Saya juga ingat dulu abis operasi saya dikasih daun binahong sampai muka saya alergi dan merah-merah karena gak cocok.
Khusus untuk Ayah itu emang susah-susah. Saya harus cari pucuk laos yang ngeluarin air (airnya itu yang nanti dijadiin obat). Terus ada juga ganyong (mirip-mirip kencur), dan yang paling aneh yang terbaru adalah ulat daun pisang. Saya kadang kaget tapi lebih sering menanti tantangan:
“Besok-besok disuruh cari apalagi, ya?“
Biaya Pemakaman dan Kematian
Sebagai tulang punggung dan penanggung jawab di rumah, saya beberapa kali memikirkan hal-hal seperti ini. Saya membayangkan ketika siapapun itu anggota keluarga di rumah saya tiba-tiba meninggal, saya harus punya dana darurat untuk biaya pemakaman dan kematiannya, termasuk saya.
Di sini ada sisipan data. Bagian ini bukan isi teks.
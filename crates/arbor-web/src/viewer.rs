#![forbid(unsafe_code)]

//! Host-driven tree viewer.
//!
//! [`TreeViewer`] ties the tree, the reconciler and the pan/zoom controller to
//! a container handed over by the host. The host owns the loop:
//!
//! 1. [`TreeViewer::mount`] once, with the container size read at start.
//! 2. Push input via [`TreeViewer::push_event`].
//! 3. Advance time via [`TreeViewer::advance_time`].
//! 4. Call [`TreeViewer::step`] to run the transition up to now and then
//!    dispatch the queued events.
//! 5. Read the frame via [`TreeViewer::frame`] and paint it.
//!
//! # Example
//!
//! ```ignore
//! use arbor_web::{TreeViewer, ViewerConfig};
//! use arbor_core::event::PointerEvent;
//! use arbor_core::geometry::Size;
//! use std::time::Duration;
//!
//! let mut viewer = TreeViewer::mount(&record, Some(Size::new(928.0, 600.0)), ViewerConfig::default())?;
//!
//! viewer.push_event(PointerEvent::click(40.0, 10.0).into());
//! viewer.advance_time(Duration::from_millis(16));
//! let result = viewer.step()?;
//! if result.toggled > 0 || result.animating {
//!     let frame = viewer.frame();
//!     // Hand frame.scene to the compositor...
//! }
//! ```
//!
//! Only pan/zoom gestures change the transform. Expanding or collapsing a node
//! moves the frame to fit the new content but leaves the transform exactly as
//! the user left it.

use std::time::Duration;

use arbor_core::error::{ArborError, Result};
use arbor_core::event::{Event, Modifiers, PointerButton, PointerEventKind};
use arbor_core::geometry::{Point, Size, Transform};
use arbor_layout::{HierarchySource, NodeId, TidyLayout, ToggleOutcome, Tree};
use arbor_render::{Frame, Reconciler, Scene, SvgExporter, Viewport};

use crate::config::{HostCapabilities, ToggleTrigger, ViewerConfig};
use crate::zoom::ZoomController;
use crate::{DeterministicClock, EventQueue};
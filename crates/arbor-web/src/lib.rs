#![forbid(unsafe_code)]

//! Host-driven tree viewer.
//!
//! The embedding environment owns the event loop and the clock. It pushes
//! canonical [`Event`](arbor_core::event::Event)s, advances time explicitly
//! and reads back a [`Scene`](arbor_render::Scene) per frame. Nothing here
//! blocks, spawns threads or reads wall-clock time, so a test can replay an
//! interaction bit for bit.
//!
//! See [`TreeViewer`] for the lifecycle.

pub mod config;
pub mod viewer;
pub mod zoom;

use std::collections::VecDeque;
use std::time::Duration;

use arbor_core::event::Event;

pub use config::{HostCapabilities, ToggleTrigger, ViewerConfig, ZoomConfig};
pub use viewer::{EventResponse, FrameOutput, StepResult, TreeViewer};
pub use zoom::{ZoomController, ZoomResponse};

/// Deterministic monotonic clock controlled by the host.
#[derive(Debug, Default, Clone, Copy)]
pub struct DeterministicClock {
    now: Duration,
}

impl DeterministicClock {
    /// Create a clock starting at `0`.
    #[must_use]
    pub const fn new() -> Self {
        Self {
            now: Duration::ZERO,
        }
    }

    /// Set current monotonic time.
    pub fn set(&mut self, now: Duration) {
        self.now = now;
    }

    /// Advance monotonic time by `dt`.
    pub fn advance(&mut self, dt: Duration) {
        self.now = self.now.saturating_add(dt);
    }

    /// Current monotonic time.
    #[must_use]
    pub const fn now(&self) -> Duration {
        self.now
    }
}

/// Events pushed by the host and not yet processed.
#[derive(Debug, Default, Clone)]
pub struct EventQueue {
    queue: VecDeque<Event>,
}

impl EventQueue {
    /// Create an empty queue.
    #[must_use]
    pub fn new() -> Self {
        Self::default()
    }

    /// Queue an input event.
    pub fn push(&mut self, event: Event) {
        self.queue.push_back(event);
    }

    /// Next queued event, oldest first.
    pub fn pop(&mut self) -> Option<Event> {
        self.queue.pop_front()
    }

    /// Number of queued events.
    #[must_use]
    pub fn len(&self) -> usize {
        self.queue.len()
    }

    /// Whether nothing is queued.
    #[must_use]
    pub fn is_empty(&self) -> bool {
        self.queue.is_empty()
    }
}

#[cfg(test)]
mod tests {
    use super::*;
    use arbor_core::event::{PointerEvent, WheelEvent};
    use pretty_assertions::assert_eq;

    #[test]
    fn clock_is_host_driven() {
        let mut clock = DeterministicClock::new();
        assert_eq!(clock.now(), Duration::ZERO);
        clock.advance(Duration::from_millis(16));
        clock.advance(Duration::from_millis(16));
        assert_eq!(clock.now(), Duration::from_millis(32));
        clock.set(Duration::from_secs(5));
        assert_eq!(clock.now(), Duration::from_secs(5));
    }

    #[test]
    fn clock_saturates() {
        let mut clock = DeterministicClock::new();
        clock.set(Duration::MAX);
        clock.advance(Duration::from_secs(1));
        assert_eq!(clock.now(), Duration::MAX);
    }

    #[test]
    fn queue_is_fifo() {
        let mut queue = EventQueue::new();
        let first = Event::from(PointerEvent::click(1.0, 2.0));
        let second = Event::from(WheelEvent::new(3.0, 4.0, -120.0));
        queue.push(first);
        queue.push(second);
        assert_eq!(queue.len(), 2);
        assert_eq!(queue.pop(), Some(first));
        assert_eq!(queue.pop(), Some(second));
        assert_eq!(queue.pop(), None);
        assert!(queue.is_empty());
    }
}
Saya dibiasakan untuk selalu mengatur uang alias hemat. Se-simple kalau pesen makanan di Ojol beda 600 perak aja, saya disuruh jalan kaki dan mendingan beli langsung. Funfact, saya dibeliin cincin pas tokonya lagi diskon aja. Kalau enggak, ya udah. Dari kebiasaan-kebiasaan (dan kebangkrutan di masa lalu) itu, saya cenderung ketakutan gak punya uang untuk AIUEO terutama situasi darurat. Dengan kondisi semua orang di kantor saya tahu Bapak saya sakit, saya berani-beraninya nanya gini ke teman kantor saya.
“Pak, kalau uang buat makamin teh berapa, sih?”
“Pak, beli kain kafan itu berapa, sih?”
“Pak, tenda di yang meninggal itu bayar gak, sih?”
“Pak, tahlilan itu bayar berapa?”
dan hasilnya tentu saja saya diomelin dulu, “Yeh! Pamali! Kalah ngadoakeun kolot maot!“, padahal bisa jadi saya yang duluan, kan. Akhirnya, saya dapat rinciannya:
(1) Kain kafan (paketan) : Rp750.000 sudah termasuk menyan, bunga-bungaan, kain penutup keranda (yang warna hijau)
(2) Tahlilan: Rp500.000-850.000/hari x 7 = Rp5.950.000 (bergantung jumlah pengunjung) Ayah saya Muhammadiyah FYI, jadi saya gak tahlil.
(3) Tukang gali makam, yang ikut nyolatin, yang bawa keranda: Rp1.000.000 (semuanya sudah kebagian).
Di situ saya nanya,
“Pak, itu yang bawa keranda sama yang ikut nyolatin kalau gak dikasih gimana?”
“Nanti mayatnya disuruh jalan sendiri.”
Saya ketawa aja, tapi ternyata beneran ada yang gitu di beberapa daerah, ya. Huft.
“Makanya jangan mati pas miskin,” kata saya dalam hati ke diri sendiri
Saya mikir lagi, ya kurang lebih kalau saya Muhammadiyah saya harus siapin Rp5.000.000an, kalau saya NU dan saya harus tahlilan kayanya bisa Rp10.000.000an. Yang Katolik yang agak repot.
Peti itu bisa sampai di angka 10-20juta. Belum lagi biaya dekorasi rumah duka, dandan jenazah, suntik formalin, dan aaak gak kebayang saya. Tapi itu, ya.
Kembali lagi, sebagai penanggung jawab dan seseorang yang selama ini menghidupi keluarga sendiri, saya harus punya perhitungan dan tabungan buat dana kematian, dan itu bukan hal yang buruk. Bukan suatu pamali saya rasa, karena setiap orang pun pasti mati. Bisa jadi saya duluan, bisa jadi pembaca duluan. Tapi serius, saya rasa ini penting. Selain mempersiapkan dana pernikahan, saya rasa kita harus juga mempersiapkan dana kematian.